El concepto de “testigos contenidos” recién se ha puesto en marcha en algunos juicios orales de Mar del Plata y San Martín: quienes debían brindar testimonio fueron contactados, semanas antes de su presentación, por funcionarios de los programas estatales Verdad y Justicia, o por los equipos de psicólogos del Programa de Protección de Testigos o de la Secretaría de Derechos Humanos de la Nación o de las secretarías provinciales. Pero han sido casos excepcionales.
No se habla de ofrecer protección. Como no hay ley o decreto que obligue a ello, los empleados judiciales no ponen en conocimiento de los testigos la existencia de programas de protección, que les pueden brindar cierto alivio. No estaría mal que, en el mismo documento que se le deja para notificarlo, figure una referencia a los programas mencionados. Si bien la mayoría de los testigos que hemos conocido se ha negado a la asistencia del sistema de protección de testigos –no les causa ninguna gracia verse custodiados por alguien que pertenece a una fuerza policial–, también es cierto que ha habido amenazas telefónicas, pintadas, hechos que muestran lo importante que sería para el testigo saber que el Estado, de una u otra manera, ha decidido ocuparse de su suerte.
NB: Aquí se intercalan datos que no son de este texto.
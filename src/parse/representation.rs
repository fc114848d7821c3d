//! Representation reconciliation.
//!
//! The common profile keeps one nested description document per
//! representation, pointed at from the package structural map. The legacy
//! profile keeps everything in the main document and yields exactly one
//! representation, so both paths converge on the same model type.

use std::path::Path;

use crate::mets::{reader, Div, FileEntry, FileRef, HrefEncoding, Mets, MAIN_DOCUMENT_NAME};
use crate::model::content_type::split_representation_type;
use crate::model::{InformationPackage, Representation, RepresentationStatus};
use crate::parse::file_resolver::{self, DeclaredFile, FileCodes};
use crate::parse::metadata_resolver;
use crate::parse::walker::{self, ZoneMap};
use crate::parse::ParseOptions;
use crate::profile::{zone, Profile};
use crate::report::{codes, zone_file_codes, ValidationEntry, ValidationReport};
use crate::Result;

/// Reconcile every representation declared in the representations zone of
/// the main document.
///
/// Only cancellation propagates as an error. Every structural defect of an
/// individual representation costs report entries and at most that one
/// representation.
pub fn process_representations(
    zones: &ZoneMap<'_>,
    package: &mut InformationPackage,
    base_path: &Path,
    options: &ParseOptions,
    report: &ValidationReport,
) -> Result<()> {
    let Some(reps_div) = zones.representations else {
        return Ok(());
    };

    for (index, rep_div) in reps_div.children.iter().enumerate() {
        options.cancel.check()?;

        let rep_id = rep_div
            .label
            .clone()
            .unwrap_or_else(|| format!("rep{}", index + 1));
        if package.has_representation(&rep_id) {
            report.add(
                ValidationEntry::warn(
                    codes::DUPLICATE_REPRESENTATION_ID,
                    format!("representation identifier is not unique: {rep_id}"),
                )
                .with_path(base_path),
            );
        }
        let representation =
            process_one_representation(&rep_id, rep_div, base_path, options, report)?;
        package.add_representation(representation);
    }

    Ok(())
}

fn process_one_representation(
    rep_id: &str,
    rep_div: &Div,
    base_path: &Path,
    options: &ParseOptions,
    report: &ValidationReport,
) -> Result<Representation> {
    let mut representation = Representation::new(rep_id);

    // The nested document is located by the mptr; packages written without
    // one fall back to the conventional location.
    let doc_path = match rep_div.doc_pointers.first() {
        Some(href) => base_path.join(options.href_encoding.decode(href).as_ref()),
        None => base_path
            .join(zone::REPRESENTATIONS)
            .join(rep_id)
            .join(MAIN_DOCUMENT_NAME),
    };
    if !doc_path.is_file() {
        report.add(
            ValidationEntry::error(
                codes::REPRESENTATION_DOC_NOT_FOUND,
                "representation description document does not exist",
            )
            .with_related(rep_id)
            .with_path(&doc_path),
        );
        return Ok(representation);
    }

    let rep_mets = match reader::parse_file(&doc_path) {
        Ok(mets) => {
            report.add(
                ValidationEntry::info(
                    codes::REPRESENTATION_DOC_FOUND,
                    "representation description document found",
                )
                .with_related(rep_id)
                .with_path(&doc_path),
            );
            mets
        }
        Err(err) => {
            report.add(
                ValidationEntry::error(
                    codes::REPRESENTATION_DOC_NOT_VALID,
                    "representation description document could not be parsed",
                )
                .with_related(rep_id)
                .with_path(&doc_path)
                .with_cause(&err),
            );
            return Ok(representation);
        }
    };
    let rep_base = doc_path.parent().unwrap_or(base_path).to_path_buf();

    if let Some(attr) = rep_mets.type_attr.as_deref() {
        match split_representation_type(attr) {
            Ok(Some(content_type)) => representation.set_content_type(content_type),
            Ok(None) => {}
            Err(reason) => {
                report.add(
                    ValidationEntry::warn(codes::REPRESENTATION_TYPE_NOT_VALID, reason)
                        .with_related(rep_id)
                        .with_path(&doc_path),
                );
            }
        }
    }

    if let Some(header) = &rep_mets.header {
        for agent in &header.agents {
            representation.add_agent(crate::parse::convert_agent(agent));
        }
    }

    let rep_zones = walker::classify(&rep_mets, Profile::CommonSpec, report, &doc_path);
    if let Some(main) = rep_zones.main {
        representation.set_status(RepresentationStatus::parse(main.type_attr.as_deref()));
        if let Some(id) = &main.id {
            representation.set_object_id(id);
        }
    }

    let metadata = metadata_resolver::collect_metadata(
        &rep_mets,
        &rep_zones,
        &rep_base,
        options.href_encoding,
        &options.cancel,
        report,
    )?;
    for item in metadata.descriptive {
        representation.add_descriptive_metadata(item);
    }
    for item in metadata.preservation {
        representation.add_preservation_metadata(item);
    }
    for item in metadata.other {
        representation.add_other_metadata(item);
    }
    if representation.descriptive_metadata().is_empty()
        && representation.preservation_metadata().is_empty()
        && representation.other_metadata().is_empty()
    {
        report.add(
            ValidationEntry::warn(
                codes::REPRESENTATION_HAS_NO_METADATA,
                "representation carries no metadata of any kind",
            )
            .with_related(rep_id)
            .with_path(&doc_path),
        );
    }

    if let Some(data_div) = rep_zones.data {
        let files = resolve_file_pointers(
            &rep_mets,
            &data_div.all_file_pointers(),
            &rep_base,
            &rep_base.join(zone::DATA),
            options,
            report,
            (
                codes::REPRESENTATION_FILE_FOUND,
                codes::REPRESENTATION_FILE_NOT_FOUND,
            ),
        )?;
        for file in files {
            representation.add_file(file);
        }
    }
    if let Some(schemas_div) = rep_zones.schemas {
        let files = resolve_file_pointers(
            &rep_mets,
            &schemas_div.all_file_pointers(),
            &rep_base,
            &rep_base.join(zone::SCHEMAS),
            options,
            report,
            zone_file_codes(zone::SCHEMAS),
        )?;
        for file in files {
            representation.add_schema(file);
        }
    }
    if let Some(doc_div) = rep_zones.documentation {
        let files = resolve_file_pointers(
            &rep_mets,
            &doc_div.all_file_pointers(),
            &rep_base,
            &rep_base.join(zone::DOCUMENTATION),
            options,
            report,
            zone_file_codes(zone::DOCUMENTATION),
        )?;
        for file in files {
            representation.add_documentation(file);
        }
    }

    if representation.data().is_empty() {
        report.add(
            ValidationEntry::warn(
                codes::REPRESENTATION_HAS_NO_FILES,
                "representation has no data files",
            )
            .with_related(rep_id)
            .with_path(&doc_path),
        );
    }

    Ok(representation)
}

/// Reconcile the single representation of a legacy package.
///
/// Legacy documents keep all metadata inline in the main document; the
/// division's `DMDID` references carry its descriptive metadata and its file
/// pointers carry the payload, resolved against the package root without a
/// payload folder.
pub fn process_legacy_representation(
    mets: &Mets,
    zones: &ZoneMap<'_>,
    package: &mut InformationPackage,
    base_path: &Path,
    options: &ParseOptions,
    report: &ValidationReport,
) -> Result<()> {
    let Some(rep_div) = zones.representations else {
        return Ok(());
    };
    options.cancel.check()?;

    let rep_id = rep_div.label.clone().unwrap_or_else(|| "rep1".to_string());
    let mut representation = Representation::new(&rep_id);

    for dmd_id in &rep_div.dmd_ids {
        options.cancel.check()?;
        match mets.find_md_section(dmd_id) {
            Some(section) => {
                if let Some(metadata) = metadata_resolver::resolve_legacy_section(
                    section,
                    base_path,
                    options.href_encoding,
                    report,
                ) {
                    representation.add_descriptive_metadata(metadata);
                }
            }
            None => {
                report.add(
                    ValidationEntry::error(
                        codes::METADATA_FILE_NOT_FOUND,
                        "division references no known metadata section",
                    )
                    .with_related(dmd_id)
                    .with_path(base_path),
                );
            }
        }
    }

    let pointers = legacy_file_pointers(rep_div);
    let files = resolve_file_pointers(
        mets,
        &pointers,
        base_path,
        base_path,
        options,
        report,
        (
            codes::REPRESENTATION_FILE_FOUND,
            codes::REPRESENTATION_FILE_NOT_FOUND,
        ),
    )?;
    for file in files {
        representation.add_file(file);
    }

    if representation.data().is_empty() {
        report.add(
            ValidationEntry::warn(
                codes::REPRESENTATION_HAS_NO_FILES,
                "representation has no data files",
            )
            .with_related(rep_id.as_str())
            .with_path(base_path),
        );
    }

    package.add_representation(representation);
    Ok(())
}

/// The division's own pointers win; otherwise its children supply them.
fn legacy_file_pointers(div: &Div) -> Vec<&str> {
    if !div.file_pointers.is_empty() {
        return div.file_pointers.iter().map(String::as_str).collect();
    }
    div.children
        .iter()
        .flat_map(|child| child.file_pointers.iter().map(String::as_str))
        .collect()
}

/// Resolve structural-map file pointers into verified files.
///
/// A pointer may target a single file entry or a whole file group; both
/// shapes flatten into the same list. Entries without a location and
/// pointers that resolve to nothing each cost one ERROR.
pub(crate) fn resolve_file_pointers(
    mets: &Mets,
    pointers: &[&str],
    base_path: &Path,
    zone_root: &Path,
    options: &ParseOptions,
    report: &ValidationReport,
    codes_pair: FileCodes,
) -> Result<Vec<crate::model::IPFile>> {
    let mut files = Vec::new();
    for id in pointers {
        options.cancel.check()?;
        match mets.resolve_file_ref(id) {
            Some(FileRef::Single(entry)) => {
                if let Some(file) =
                    resolve_entry(entry, base_path, zone_root, options.href_encoding, report, codes_pair)
                {
                    files.push(file);
                }
            }
            Some(FileRef::Group(group)) => {
                for entry in group.all_files() {
                    options.cancel.check()?;
                    if let Some(file) = resolve_entry(
                        entry,
                        base_path,
                        zone_root,
                        options.href_encoding,
                        report,
                        codes_pair,
                    ) {
                        files.push(file);
                    }
                }
            }
            Some(FileRef::Metadata(_)) | None => {
                report.add(
                    ValidationEntry::error(
                        codes_pair.1,
                        "file pointer references no known file entry",
                    )
                    .with_related(*id)
                    .with_path(base_path),
                );
            }
        }
    }
    Ok(files)
}

fn resolve_entry(
    entry: &FileEntry,
    base_path: &Path,
    zone_root: &Path,
    encoding: HrefEncoding,
    report: &ValidationReport,
    codes_pair: FileCodes,
) -> Option<crate::model::IPFile> {
    let Some(href) = entry.href() else {
        report.add(
            ValidationEntry::error(
                codes::REPRESENTATION_FILE_HAS_NO_LOCATION,
                "file entry declares no location",
            )
            .with_related(entry.id.clone().unwrap_or_default())
            .with_path(base_path),
        );
        return None;
    };
    let declared = DeclaredFile {
        href,
        checksum: entry.checksum.as_deref(),
        checksum_type: entry.checksum_type.as_deref(),
        mimetype: entry.mimetype.as_deref(),
        size: entry.size,
        created: entry.created.as_deref(),
        id: entry.id.as_deref(),
    };
    file_resolver::resolve(base_path, zone_root, &declared, encoding, report, codes_pair)
}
El momento culminante es cuando los testigos, que ya habían declarado en la sede de un juzgado de instrucción, vuelven a ser llamados para el juicio oral. Las mujeres y los hombres dispuestos a declarar tendrán que saber esperar horas y horas en una sala especial, o un pasillo a la vista de todos los que por allí pasen, o hasta en hoteles a metros del tribunal, hasta el momento en que son llamados a testimoniar. Tendrán que soportar preguntas como “¿A qué organización política pertenecía usted?”, formuladas por los abogados de los encausados, en algunos tribunales dispuestos a admitir que se actúe curiosa o intrusivamente. En un tribunal oral federal, no se evidenció suficiente tacto y serenidad en las audiencias que trataban el delicado testimonio de la madre de un adolescente que, a las 14 años, había sido vejado por un grupo de tareas de la dictadura.
Colmados de expectativas, angustias, preocupaciones, prejuicios, fobias, creencias, nuestros testigos deambulan por los pasillos de los tribunales: para ellos esperamos del Estado, de los gobiernos y de los jueces, un trato digno.
* Médico psiquiatra.
** Psicóloga.
*** Abogado. Texto extractado de “El maltrato judicial”, capítulo de Repetición, duelo y resignificación, trabajo realizado en el Centro de Salud Mental Nº 1.